Families stayed late at picnics.

Children were slow to give up games of tag and kick the can, as parents cast wary looks at the darkening skies.

When the air turned a sickly green, TVs and radios crackled with warnings of an impending tornado.

People piled into cars and fled the massive, dark clouds looming in the west.

Home alone, six of Harold and Mercedes Munson's seven children watched dozens of their Golden Ridge neighbors drive away, including Mrs. C.W. Streed, who urged the children to leave with her.

But the children were adamant. It was their mother's 36th birthday, and they would wait for her to get home from work.

At 6:25 p.m., a tornado was sighted near Mapleton.

The information was relayed to media and emergency personnel.

Minutes later, the funnel lifted back into the wall cloud it came from.

At 7:19 p.m., a tornado dropped from the sky west of Fargo.

Weather observers at Hector airport watched the twister hit the ground and begin its dark, menacing dance toward north Fargo.

Mangled clocks would testify to the precise moment the tornado reached the first homes - 7:30 p.m.

Twenty minutes later, the twister was gone.

The lives of the Munson children were gone, too, along with much of their neighborhood.

Twelve people died - 10 of them that night - from wounds suffered in the tornado.

The twister also ruined more than 66 city blocks and left more than 2,000 people homeless.

One high school, two grade schools, four churches and an estimated 1,364 homes were damaged.

Looting occurred, but the presence of the National Guard is credited with keeping a lid on disorder.

Everette Duthoy was a resident in surgery at Fargo's St. Luke's Hospital in June 1957.

The night the twister struck, he happened to stop by the hospital just as the first ambulances arrived.

"Two boys were on one stretcher. One, I think, had a picket fence impaled in his chest, and he was dying.

"The other one was having a seizure, head injury, and needed to be operated on right away," said Duthoy, who performed operations nearly nonstop for two days.

"People wandered into the emergency room days later; they didn't want to bother anybody," he said.

"One guy came in with a broken pelvis about 10 days later, putting it off because he knew we were busy," Duthoy said.

The storm that spawned the Fargo tornado and four others that same night was of a type known as a "supercell" thunderstorm.

The supercell responsible for unleashing the 1957 twister was estimated to have 25 times the energy of an atomic bomb.

Golden Ridge, Fargo's poorest neighborhood at the time, was the hardest hit.

Many of those killed and injured were residents of Golden Ridge, including the six Munson children.

Mr. and Mrs. Theodore Udahl and their daughter, Mary Jean, 8, also died, as did Don Titgen.

Mrs. Charles Schoenherr died a month later.
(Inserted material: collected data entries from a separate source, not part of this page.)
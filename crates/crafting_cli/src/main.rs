use std::env;
use std::io;
use std::process::ExitCode;

use crafting_cli::{parse_args, run, usage_text, ParsedArgs};
use tracing::info;

mod bootstrap;

fn main() -> ExitCode {
    match run_cli() {
        Ok(()) => ExitCode::SUCCESS,
        Err(message) => {
            eprintln!("{message}");
            ExitCode::from(1)
        }
    }
}

fn run_cli() -> Result<(), String> {
    let args = env::args().skip(1).collect::<Vec<_>>();
    let (kind, config) = match parse_args(&args)? {
        ParsedArgs::Help => {
            println!("{}", usage_text());
            return Ok(());
        }
        ParsedArgs::Command { kind, config } => (kind, config),
    };

    bootstrap::init_tracing();
    info!(command = ?kind, "crafting_startup");
    run(kind, config, &mut io::stdout())
}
The tornado's final victim, Betty Lou Titgen, died in January 1960, having never emerged from a coma.

Among the many hurt that night was Marie Sanderson, who was in the hospital for a year. After returning home, she was in and out of hospitals until 1964, when she died of a stroke at 55.

Mercedes Munson, whose last name is now Erickson, lives in Audubon, Minn., where she recently talked about the children she lost and the one she didn't: LeRoy, who was 14 and baby-sitting a neighbor when the tornado struck.

Erickson said she's grateful she was able to watch her son grow up to become a father and grandfather.

"I must have done a good job because he turned out to be a wonderful kid," Erickson said of her son.

"You never know who's next. Like I told my son, it could be him; it could be me," she said.

Forum reporter Del Johnson walked through Golden Ridge after the tornado and described the carnage for the next morning's paper, an edition that earned the Fargo Forum a Pulitzer Prize.

Johnson, who died in 2001, wrote a retrospective on the tornado in 1997, the 40th anniversary.

In it, he recounted how he and another reporter entered the ruined Peace Lutheran Church and found a Bible lying on an altar.

The book was opened to the verse: "I will overturn, overturn, overturn it; and it shall be no more "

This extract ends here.